The expected result is the segment of the entries that begins with the line containing "selection.overwrite_requestor(None);" and ends with the last line, copied verbatim.

-- Supplied entries follows --

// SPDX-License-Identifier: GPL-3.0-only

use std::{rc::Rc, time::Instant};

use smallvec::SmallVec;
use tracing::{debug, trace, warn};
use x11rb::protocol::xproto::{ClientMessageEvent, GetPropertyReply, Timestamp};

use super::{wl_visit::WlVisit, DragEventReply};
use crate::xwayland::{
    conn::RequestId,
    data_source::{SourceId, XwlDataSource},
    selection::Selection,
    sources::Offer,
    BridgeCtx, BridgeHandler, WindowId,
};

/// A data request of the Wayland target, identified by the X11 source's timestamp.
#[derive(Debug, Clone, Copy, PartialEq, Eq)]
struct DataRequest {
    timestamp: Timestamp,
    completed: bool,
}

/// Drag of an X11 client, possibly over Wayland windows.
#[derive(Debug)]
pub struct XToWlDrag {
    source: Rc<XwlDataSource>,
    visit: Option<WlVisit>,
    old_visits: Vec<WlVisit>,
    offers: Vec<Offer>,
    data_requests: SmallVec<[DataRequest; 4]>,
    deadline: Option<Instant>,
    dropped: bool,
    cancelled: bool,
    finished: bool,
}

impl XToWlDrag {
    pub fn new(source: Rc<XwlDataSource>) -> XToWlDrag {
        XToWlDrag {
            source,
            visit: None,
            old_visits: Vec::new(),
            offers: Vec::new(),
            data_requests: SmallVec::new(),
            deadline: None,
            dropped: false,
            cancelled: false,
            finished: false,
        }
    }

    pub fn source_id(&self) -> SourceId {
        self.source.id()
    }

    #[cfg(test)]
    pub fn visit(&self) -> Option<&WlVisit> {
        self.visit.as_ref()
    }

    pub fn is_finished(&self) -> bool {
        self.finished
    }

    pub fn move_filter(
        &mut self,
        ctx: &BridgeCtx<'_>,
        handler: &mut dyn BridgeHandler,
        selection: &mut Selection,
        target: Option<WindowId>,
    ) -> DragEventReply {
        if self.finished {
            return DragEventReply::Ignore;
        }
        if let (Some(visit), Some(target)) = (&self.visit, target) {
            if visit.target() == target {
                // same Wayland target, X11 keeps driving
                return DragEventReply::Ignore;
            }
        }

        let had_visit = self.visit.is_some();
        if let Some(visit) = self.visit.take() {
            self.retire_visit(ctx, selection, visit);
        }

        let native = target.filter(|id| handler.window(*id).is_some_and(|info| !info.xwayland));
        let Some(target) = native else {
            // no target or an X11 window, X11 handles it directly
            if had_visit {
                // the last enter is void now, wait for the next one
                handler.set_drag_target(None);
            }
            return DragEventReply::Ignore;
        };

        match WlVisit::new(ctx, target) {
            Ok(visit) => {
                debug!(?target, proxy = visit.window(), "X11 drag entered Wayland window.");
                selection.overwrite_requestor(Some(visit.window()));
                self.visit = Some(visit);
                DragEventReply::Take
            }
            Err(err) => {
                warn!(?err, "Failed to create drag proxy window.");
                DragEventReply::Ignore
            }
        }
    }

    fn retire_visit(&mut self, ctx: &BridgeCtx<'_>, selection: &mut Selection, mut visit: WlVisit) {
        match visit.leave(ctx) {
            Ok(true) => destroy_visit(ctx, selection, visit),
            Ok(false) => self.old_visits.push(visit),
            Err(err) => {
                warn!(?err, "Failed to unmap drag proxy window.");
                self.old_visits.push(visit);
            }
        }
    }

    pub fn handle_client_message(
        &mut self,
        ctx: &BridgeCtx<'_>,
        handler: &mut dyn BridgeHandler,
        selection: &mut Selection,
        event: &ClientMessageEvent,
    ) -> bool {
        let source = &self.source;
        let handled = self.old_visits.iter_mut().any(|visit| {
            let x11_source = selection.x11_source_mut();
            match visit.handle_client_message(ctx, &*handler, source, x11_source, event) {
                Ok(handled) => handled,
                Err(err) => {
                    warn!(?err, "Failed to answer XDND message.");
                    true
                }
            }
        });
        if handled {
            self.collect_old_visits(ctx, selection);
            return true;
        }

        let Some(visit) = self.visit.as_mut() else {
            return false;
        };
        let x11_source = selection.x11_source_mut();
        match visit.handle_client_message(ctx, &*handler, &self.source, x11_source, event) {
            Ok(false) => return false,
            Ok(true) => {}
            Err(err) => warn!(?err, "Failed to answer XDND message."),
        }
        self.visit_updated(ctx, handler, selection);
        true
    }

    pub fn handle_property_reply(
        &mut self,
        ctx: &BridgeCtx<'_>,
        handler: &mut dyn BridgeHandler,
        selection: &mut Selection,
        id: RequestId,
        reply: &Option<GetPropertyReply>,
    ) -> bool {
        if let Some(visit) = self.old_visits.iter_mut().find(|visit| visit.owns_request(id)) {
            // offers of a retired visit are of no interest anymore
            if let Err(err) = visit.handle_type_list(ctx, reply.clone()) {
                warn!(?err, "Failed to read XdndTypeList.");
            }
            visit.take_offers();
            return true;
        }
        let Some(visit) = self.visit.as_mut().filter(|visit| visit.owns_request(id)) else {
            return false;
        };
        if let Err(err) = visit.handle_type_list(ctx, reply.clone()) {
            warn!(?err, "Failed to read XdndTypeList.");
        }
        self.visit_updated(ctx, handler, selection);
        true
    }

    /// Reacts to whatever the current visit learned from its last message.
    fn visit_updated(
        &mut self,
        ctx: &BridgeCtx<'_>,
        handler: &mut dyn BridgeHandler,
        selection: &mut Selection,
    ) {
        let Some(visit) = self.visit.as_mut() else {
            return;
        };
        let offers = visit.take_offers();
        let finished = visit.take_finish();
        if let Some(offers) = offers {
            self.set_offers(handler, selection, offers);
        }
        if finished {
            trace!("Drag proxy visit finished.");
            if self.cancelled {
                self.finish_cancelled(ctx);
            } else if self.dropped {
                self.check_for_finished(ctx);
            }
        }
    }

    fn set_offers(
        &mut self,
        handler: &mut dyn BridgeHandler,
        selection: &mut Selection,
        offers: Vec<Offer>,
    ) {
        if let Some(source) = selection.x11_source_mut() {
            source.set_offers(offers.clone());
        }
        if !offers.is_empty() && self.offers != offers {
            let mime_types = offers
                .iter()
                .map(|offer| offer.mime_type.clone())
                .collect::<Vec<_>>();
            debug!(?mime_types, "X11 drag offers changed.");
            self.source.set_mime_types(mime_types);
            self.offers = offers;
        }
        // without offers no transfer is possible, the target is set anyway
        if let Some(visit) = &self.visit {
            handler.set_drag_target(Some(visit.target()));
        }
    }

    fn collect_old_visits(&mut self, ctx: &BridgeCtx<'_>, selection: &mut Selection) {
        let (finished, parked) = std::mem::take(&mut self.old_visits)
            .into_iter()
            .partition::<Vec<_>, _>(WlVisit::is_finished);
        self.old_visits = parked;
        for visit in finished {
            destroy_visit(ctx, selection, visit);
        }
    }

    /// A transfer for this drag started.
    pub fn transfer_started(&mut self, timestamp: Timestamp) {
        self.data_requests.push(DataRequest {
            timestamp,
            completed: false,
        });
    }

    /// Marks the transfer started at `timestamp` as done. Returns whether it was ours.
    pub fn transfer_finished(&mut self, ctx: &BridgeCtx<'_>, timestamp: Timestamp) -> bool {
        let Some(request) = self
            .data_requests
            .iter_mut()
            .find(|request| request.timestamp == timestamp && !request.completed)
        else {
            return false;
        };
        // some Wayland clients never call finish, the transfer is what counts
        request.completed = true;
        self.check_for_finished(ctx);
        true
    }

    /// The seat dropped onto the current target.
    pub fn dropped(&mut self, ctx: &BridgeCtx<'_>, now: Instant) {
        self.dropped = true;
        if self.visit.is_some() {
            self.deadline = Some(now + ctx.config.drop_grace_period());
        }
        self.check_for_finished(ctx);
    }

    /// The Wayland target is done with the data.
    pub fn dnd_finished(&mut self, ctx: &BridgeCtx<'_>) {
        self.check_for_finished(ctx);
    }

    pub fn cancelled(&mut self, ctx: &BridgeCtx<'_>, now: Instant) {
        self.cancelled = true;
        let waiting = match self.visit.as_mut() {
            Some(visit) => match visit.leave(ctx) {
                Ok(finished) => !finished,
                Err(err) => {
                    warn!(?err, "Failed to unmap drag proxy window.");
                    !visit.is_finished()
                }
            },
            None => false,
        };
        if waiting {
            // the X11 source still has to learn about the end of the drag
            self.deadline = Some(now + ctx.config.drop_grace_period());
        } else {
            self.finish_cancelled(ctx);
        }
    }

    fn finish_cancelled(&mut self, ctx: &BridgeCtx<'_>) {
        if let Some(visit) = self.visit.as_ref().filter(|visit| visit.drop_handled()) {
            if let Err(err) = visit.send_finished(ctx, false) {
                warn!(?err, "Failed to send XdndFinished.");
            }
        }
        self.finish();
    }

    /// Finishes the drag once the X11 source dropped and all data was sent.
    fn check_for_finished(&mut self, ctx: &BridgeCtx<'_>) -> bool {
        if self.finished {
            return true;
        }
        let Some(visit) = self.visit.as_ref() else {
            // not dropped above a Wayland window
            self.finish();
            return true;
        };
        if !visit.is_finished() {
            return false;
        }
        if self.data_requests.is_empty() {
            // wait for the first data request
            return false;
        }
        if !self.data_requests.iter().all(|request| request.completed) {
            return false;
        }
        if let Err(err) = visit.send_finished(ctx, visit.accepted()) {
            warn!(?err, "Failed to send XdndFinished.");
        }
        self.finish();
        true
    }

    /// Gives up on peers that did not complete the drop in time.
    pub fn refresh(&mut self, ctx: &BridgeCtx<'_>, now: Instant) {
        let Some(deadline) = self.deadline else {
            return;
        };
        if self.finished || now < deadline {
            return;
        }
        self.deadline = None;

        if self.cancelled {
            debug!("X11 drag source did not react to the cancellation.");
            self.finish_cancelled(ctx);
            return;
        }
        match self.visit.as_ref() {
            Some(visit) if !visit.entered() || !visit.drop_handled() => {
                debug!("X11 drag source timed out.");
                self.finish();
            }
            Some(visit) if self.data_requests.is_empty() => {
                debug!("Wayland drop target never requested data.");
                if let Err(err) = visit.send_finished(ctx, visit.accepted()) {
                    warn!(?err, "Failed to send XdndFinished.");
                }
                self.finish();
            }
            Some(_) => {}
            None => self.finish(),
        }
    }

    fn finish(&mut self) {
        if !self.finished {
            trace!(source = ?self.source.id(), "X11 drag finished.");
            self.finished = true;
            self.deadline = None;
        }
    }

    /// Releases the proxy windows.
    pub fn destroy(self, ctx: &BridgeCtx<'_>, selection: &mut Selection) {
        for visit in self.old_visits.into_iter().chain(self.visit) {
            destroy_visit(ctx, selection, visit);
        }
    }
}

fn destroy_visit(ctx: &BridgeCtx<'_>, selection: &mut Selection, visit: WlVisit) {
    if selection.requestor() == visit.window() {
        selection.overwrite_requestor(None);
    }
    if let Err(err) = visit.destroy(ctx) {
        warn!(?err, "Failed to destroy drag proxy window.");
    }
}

-- Supplied entries concluded --

§ **Exercise result**
        selection.overwrite_requestor(None);
    }
    if let Err(err) = visit.destroy(ctx) {
        warn!(?err, "Failed to destroy drag proxy window.");
    }
}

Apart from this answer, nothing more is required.